# Stored data entries:
/---

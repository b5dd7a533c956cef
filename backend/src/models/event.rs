//! Event logging for replay and auditing
//!
//! Every passenger-visible state change can be recorded as an [`Event`].
//! The log is optional (`SimulationConfig::record_events`) and never feeds
//! back into the simulation.
//!
//! # Example
//!
//! ```rust
//! use airport_simulator_core_rs::models::{Event, EventLog, PassengerId};
//!
//! let mut log = EventLog::new();
//! log.log(Event::ZoneSkipped {
//!     time: 4.2,
//!     passenger: PassengerId(3),
//!     zone: "Lounge".to_string(),
//! });
//! assert_eq!(log.events_of_type("ZoneSkipped").len(), 1);
//! assert_eq!(log.events()[0].time(), 4.2);
//! ```

use crate::models::passenger::{PassengerClass, PassengerId};
use serde::{Deserialize, Serialize};

/// Simulation event capturing a state change
///
/// Events are logged in the order their continuations run, so the log is
/// ordered by `time` with ties in scheduling order.
#[derive(Debug, Clone, PartialEq, Serialize, Deserialize)]
pub enum Event {
    /// New passenger entered the terminal
    PassengerArrived {
        time: f64,
        passenger: PassengerId,
        class: PassengerClass,
        flight_deadline: f64,
    },

    /// Passenger reached a zone and found `queue_length` people waiting,
    /// whether or not a slot was free
    ZoneEntered {
        time: f64,
        passenger: PassengerId,
        zone: String,
        queue_length: usize,
    },

    /// Passenger was given a slot
    ServiceStarted {
        time: f64,
        passenger: PassengerId,
        zone: String,
        wait_time: f64,
        service_time: f64,
    },

    /// Passenger left the zone
    ServiceCompleted {
        time: f64,
        passenger: PassengerId,
        zone: String,
    },

    /// Route named a zone the airport does not have
    ZoneSkipped {
        time: f64,
        passenger: PassengerId,
        zone: String,
    },

    /// Passenger finished the whole itinerary
    PassengerCompleted {
        time: f64,
        passenger: PassengerId,
        total_time: f64,
        missed_flight: bool,
    },

    /// Run ended while the passenger was still in the terminal
    PassengerAbandoned {
        time: f64,
        passenger: PassengerId,
        /// `Created`, `Waiting` or `InService`
        last_state: String,
    },
}

impl Event {
    /// Virtual time at which the event happened
    pub fn time(&self) -> f64 {
        match self {
            Event::PassengerArrived { time, .. }
            | Event::ZoneEntered { time, .. }
            | Event::ServiceStarted { time, .. }
            | Event::ServiceCompleted { time, .. }
            | Event::ZoneSkipped { time, .. }
            | Event::PassengerCompleted { time, .. }
            | Event::PassengerAbandoned { time, .. } => *time,
        }
    }

    /// Short name of the event type
    pub fn event_type(&self) -> &'static str {
        match self {
            Event::PassengerArrived { .. } => "PassengerArrived",
            Event::ZoneEntered { .. } => "ZoneEntered",
            Event::ServiceStarted { .. } => "ServiceStarted",
            Event::ServiceCompleted { .. } => "ServiceCompleted",
            Event::ZoneSkipped { .. } => "ZoneSkipped",
            Event::PassengerCompleted { .. } => "PassengerCompleted",
            Event::PassengerAbandoned { .. } => "PassengerAbandoned",
        }
    }

    pub fn passenger(&self) -> PassengerId {
        match self {
            Event::PassengerArrived { passenger, .. }
            | Event::ZoneEntered { passenger, .. }
            | Event::ServiceStarted { passenger, .. }
            | Event::ServiceCompleted { passenger, .. }
            | Event::ZoneSkipped { passenger, .. }
            | Event::PassengerCompleted { passenger, .. }
            | Event::PassengerAbandoned { passenger, .. } => *passenger,
        }
    }

    /// Zone name if the event concerns a specific zone
    pub fn zone(&self) -> Option<&str> {
        match self {
            Event::ZoneEntered { zone, .. }
            | Event::ServiceStarted { zone, .. }
            | Event::ServiceCompleted { zone, .. }
            | Event::ZoneSkipped { zone, .. } => Some(zone),
            _ => None,
        }
    }
}

/// Append-only store of simulation events
#[derive(Debug, Clone)]
pub struct EventLog {
    events: Vec<Event>,
    enabled: bool,
}

impl Default for EventLog {
    fn default() -> Self {
        Self::new()
    }
}

impl EventLog {
    /// Create a new empty, recording event log
    pub fn new() -> Self {
        Self {
            events: Vec::new(),
            enabled: true,
        }
    }

    /// A log that drops everything handed to it
    pub fn disabled() -> Self {
        Self {
            events: Vec::new(),
            enabled: false,
        }
    }

    pub fn is_enabled(&self) -> bool {
        self.enabled
    }

    /// Add an event to the log
    pub fn log(&mut self, event: Event) {
        if self.enabled {
            self.events.push(event);
        }
    }

    pub fn len(&self) -> usize {
        self.events.len()
    }

    pub fn is_empty(&self) -> bool {
        self.events.is_empty()
    }

    pub fn events(&self) -> &[Event] {
        &self.events
    }

    /// Get events of a specific type
    pub fn events_of_type(&self, event_type: &str) -> Vec<&Event> {
        self.events
            .iter()
            .filter(|e| e.event_type() == event_type)
            .collect()
    }

    /// Get events for a specific passenger
    pub fn events_for_passenger(&self, passenger: PassengerId) -> Vec<&Event> {
        self.events
            .iter()
            .filter(|e| e.passenger() == passenger)
            .collect()
    }

    /// Get events for a specific zone
    pub fn events_for_zone(&self, zone: &str) -> Vec<&Event> {
        self.events
            .iter()
            .filter(|e| e.zone() == Some(zone))
            .collect()
    }

    pub fn clear(&mut self) {
        self.events.clear();
    }
}

#[cfg(test)]
mod tests {
    use super::*;

    fn entered(time: f64, pax: u64, zone: &str) -> Event {
        Event::ZoneEntered {
            time,
            passenger: PassengerId(pax),
            zone: zone.to_string(),
            queue_length: 0,
        }
    }

    #[test]
    fn test_event_accessors() {
        let event = Event::ServiceStarted {
            time: 3.5,
            passenger: PassengerId(9),
            zone: "Security".to_string(),
            wait_time: 1.0,
            service_time: 2.0,
        };
        assert_eq!(event.time(), 3.5);
        assert_eq!(event.event_type(), "ServiceStarted");
        assert_eq!(event.passenger(), PassengerId(9));
        assert_eq!(event.zone(), Some("Security"));
    }

    #[test]
    fn test_event_log_queries() {
        let mut log = EventLog::new();
        log.log(entered(1.0, 1, "Check-In"));
        log.log(entered(1.5, 2, "Check-In"));
        log.log(entered(2.0, 1, "Security"));
        log.log(Event::PassengerCompleted {
            time: 9.0,
            passenger: PassengerId(1),
            total_time: 8.0,
            missed_flight: false,
        });

        assert_eq!(log.len(), 4);
        assert_eq!(log.events_for_passenger(PassengerId(1)).len(), 3);
        assert_eq!(log.events_for_zone("Check-In").len(), 2);
        assert_eq!(log.events_of_type("ZoneEntered").len(), 3);
    }

    #[test]
    fn test_disabled_log_records_nothing() {
        let mut log = EventLog::disabled();
        log.log(entered(1.0, 1, "Gate"));
        assert!(log.is_empty());
        assert!(!log.is_enabled());
    }

    #[test]
    fn test_event_log_clear() {
        let mut log = EventLog::new();
        log.log(entered(1.0, 1, "Gate"));
        log.clear();
        assert!(log.is_empty());
    }
}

\---

# Problem to solve:
The response should consist of every record, written out exactly as given.

# Response box:
repository b5dd7a533c956cef
filename backend/src/models/event.rs
//! Event logging for replay and auditing
//!
//! Every passenger-visible state change can be recorded as an [`Event`].
//! The log is optional (`SimulationConfig::record_events`) and never feeds
//! back into the simulation.
//!
//! # Example
//!
//! ```rust
//! use airport_simulator_core_rs::models::{Event, EventLog, PassengerId};
//!
//! let mut log = EventLog::new();
//! log.log(Event::ZoneSkipped {
//!     time: 4.2,
//!     passenger: PassengerId(3),
//!     zone: "Lounge".to_string(),
//! });
//! assert_eq!(log.events_of_type("ZoneSkipped").len(), 1);
//! assert_eq!(log.events()[0].time(), 4.2);
//! ```

use crate::models::passenger::{PassengerClass, PassengerId};
use serde::{Deserialize, Serialize};

/// Simulation event capturing a state change
///
/// Events are logged in the order their continuations run, so the log is
/// ordered by `time` with ties in scheduling order.
#[derive(Debug, Clone, PartialEq, Serialize, Deserialize)]
pub enum Event {
    /// New passenger entered the terminal
    PassengerArrived {
        time: f64,
        passenger: PassengerId,
        class: PassengerClass,
        flight_deadline: f64,
    },

    /// Passenger reached a zone and found `queue_length` people waiting,
    /// whether or not a slot was free
    ZoneEntered {
        time: f64,
        passenger: PassengerId,
        zone: String,
        queue_length: usize,
    },

    /// Passenger was given a slot
    ServiceStarted {
        time: f64,
        passenger: PassengerId,
        zone: String,
        wait_time: f64,
        service_time: f64,
    },

    /// Passenger left the zone
    ServiceCompleted {
        time: f64,
        passenger: PassengerId,
        zone: String,
    },

    /// Route named a zone the airport does not have
    ZoneSkipped {
        time: f64,
        passenger: PassengerId,
        zone: String,
    },

    /// Passenger finished the whole itinerary
    PassengerCompleted {
        time: f64,
        passenger: PassengerId,
        total_time: f64,
        missed_flight: bool,
    },

    /// Run ended while the passenger was still in the terminal
    PassengerAbandoned {
        time: f64,
        passenger: PassengerId,
        /// `Created`, `Waiting` or `InService`
        last_state: String,
    },
}

impl Event {
    /// Virtual time at which the event happened
    pub fn time(&self) -> f64 {
        match self {
            Event::PassengerArrived { time, .. }
            | Event::ZoneEntered { time, .. }
            | Event::ServiceStarted { time, .. }
            | Event::ServiceCompleted { time, .. }
            | Event::ZoneSkipped { time, .. }
            | Event::PassengerCompleted { time, .. }
            | Event::PassengerAbandoned { time, .. } => *time,
        }
    }

    /// Short name of the event type
    pub fn event_type(&self) -> &'static str {
        match self {
            Event::PassengerArrived { .. } => "PassengerArrived",
            Event::ZoneEntered { .. } => "ZoneEntered",
            Event::ServiceStarted { .. } => "ServiceStarted",
            Event::ServiceCompleted { .. } => "ServiceCompleted",
            Event::ZoneSkipped { .. } => "ZoneSkipped",
            Event::PassengerCompleted { .. } => "PassengerCompleted",
            Event::PassengerAbandoned { .. } => "PassengerAbandoned",
        }
    }

    pub fn passenger(&self) -> PassengerId {
        match self {
            Event::PassengerArrived { passenger, .. }
            | Event::ZoneEntered { passenger, .. }
            | Event::ServiceStarted { passenger, .. }
            | Event::ServiceCompleted { passenger, .. }
            | Event::ZoneSkipped { passenger, .. }
            | Event::PassengerCompleted { passenger, .. }
            | Event::PassengerAbandoned { passenger, .. } => *passenger,
        }
    }

    /// Zone name if the event concerns a specific zone
    pub fn zone(&self) -> Option<&str> {
        match self {
            Event::ZoneEntered { zone, .. }
            | Event::ServiceStarted { zone, .. }
            | Event::ServiceCompleted { zone, .. }
            | Event::ZoneSkipped { zone, .. } => Some(zone),
            _ => None,
        }
    }
}

/// Append-only store of simulation events
#[derive(Debug, Clone)]
pub struct EventLog {
    events: Vec<Event>,
    enabled: bool,
}

impl Default for EventLog {
    fn default() -> Self {
        Self::new()
    }
}

impl EventLog {
    /// Create a new empty, recording event log
    pub fn new() -> Self {
        Self {
            events: Vec::new(),
            enabled: true,
        }
    }

    /// A log that drops everything handed to it
    pub fn disabled() -> Self {
        Self {
            events: Vec::new(),
            enabled: false,
        }
    }

    pub fn is_enabled(&self) -> bool {
        self.enabled
    }

    /// Add an event to the log
    pub fn log(&mut self, event: Event) {
        if self.enabled {
            self.events.push(event);
        }
    }

    pub fn len(&self) -> usize {
        self.events.len()
    }

    pub fn is_empty(&self) -> bool {
        self.events.is_empty()
    }

    pub fn events(&self) -> &[Event] {
        &self.events
    }

    /// Get events of a specific type
    pub fn events_of_type(&self, event_type: &str) -> Vec<&Event> {
        self.events
            .iter()
            .filter(|e| e.event_type() == event_type)
            .collect()
    }

    /// Get events for a specific passenger
    pub fn events_for_passenger(&self, passenger: PassengerId) -> Vec<&Event> {
        self.events
            .iter()
            .filter(|e| e.passenger() == passenger)
            .collect()
    }

    /// Get events for a specific zone
    pub fn events_for_zone(&self, zone: &str) -> Vec<&Event> {
        self.events
            .iter()
            .filter(|e| e.zone() == Some(zone))
            .collect()
    }

    pub fn clear(&mut self) {
        self.events.clear();
    }
}

#[cfg(test)]
mod tests {
    use super::*;

    fn entered(time: f64, pax: u64, zone: &str) -> Event {
        Event::ZoneEntered {
            time,
            passenger: PassengerId(pax),
            zone: zone.to_string(),
            queue_length: 0,
        }
    }

    #[test]
    fn test_event_accessors() {
        let event = Event::ServiceStarted {
            time: 3.5,
            passenger: PassengerId(9),
            zone: "Security".to_string(),
            wait_time: 1.0,
            service_time: 2.0,
        };
        assert_eq!(event.time(), 3.5);
        assert_eq!(event.event_type(), "ServiceStarted");
        assert_eq!(event.passenger(), PassengerId(9));
        assert_eq!(event.zone(), Some("Security"));
    }

    #[test]
    fn test_event_log_queries() {
        let mut log = EventLog::new();
        log.log(entered(1.0, 1, "Check-In"));
        log.log(entered(1.5, 2, "Check-In"));
        log.log(entered(2.0, 1, "Security"));
        log.log(Event::PassengerCompleted {
            time: 9.0,
            passenger: PassengerId(1),
            total_time: 8.0,
            missed_flight: false,
        });

        assert_eq!(log.len(), 4);
        assert_eq!(log.events_for_passenger(PassengerId(1)).len(), 3);
        assert_eq!(log.events_for_zone("Check-In").len(), 2);
        assert_eq!(log.events_of_type("ZoneEntered").len(), 3);
    }

    #[test]
    fn test_disabled_log_records_nothing() {
        let mut log = EventLog::disabled();
        log.log(entered(1.0, 1, "Gate"));
        assert!(log.is_empty());
        assert!(!log.is_enabled());
    }

    #[test]
    fn test_event_log_clear() {
        let mut log = EventLog::new();
        log.log(entered(1.0, 1, "Gate"));
        log.clear();
        assert!(log.is_empty());
    }
}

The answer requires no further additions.